_Problem details_. Using the records below, write out the line with "pub fn translation(t: &[f64])" and each line after it through the final one, exactly, and only those.

··· Data records

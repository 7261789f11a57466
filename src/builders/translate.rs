use crate::error::{Result, TransformError};
use crate::math::{Matrix3, Matrix4, Vector3};
use crate::matrix::TransformMatrix;

/// Builds a 2D translation by `(tx, ty)`.
///
/// ```text
/// [1 0 tx]
/// [0 1 ty]
/// [0 0 1 ]
/// ```
#[must_use]
pub fn translation2(tx: f64, ty: f64) -> TransformMatrix {
    let mut m = Matrix3::identity();
    m[(0, 2)] = tx;
    m[(1, 2)] = ty;
    TransformMatrix::from_matrix3(m)
}

/// Builds a 3D translation by `(tx, ty, tz)`.
#[must_use]
pub fn translation3(tx: f64, ty: f64, tz: f64) -> TransformMatrix {
    TransformMatrix::from_matrix4(Matrix4::new_translation(&Vector3::new(tx, ty, tz)))
}

/// Builds a translation whose dimension is taken from the length of `t`.
///
/// # Errors
///
/// Returns [`TransformError::InvalidParameter`] unless `t` has 2 or 3
/// components.
pub fn translation(t: &[f64]) -> Result<TransformMatrix> {
    match *t {
        [tx, ty] => Ok(translation2(tx, ty)),
        [tx, ty, tz] => Ok(translation3(tx, ty, tz)),
        _ => Err(TransformError::invalid(format!(
            "translation needs 2 or 3 components, got {}",
            t.len()
        ))),
    }
}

······

_Answer for this exercise_.
pub fn translation(t: &[f64]) -> Result<TransformMatrix> {
    match *t {
        [tx, ty] => Ok(translation2(tx, ty)),
        [tx, ty, tz] => Ok(translation3(tx, ty, tz)),
        _ => Err(TransformError::invalid(format!(
            "translation needs 2 or 3 components, got {}",
            t.len()
        ))),
    }
}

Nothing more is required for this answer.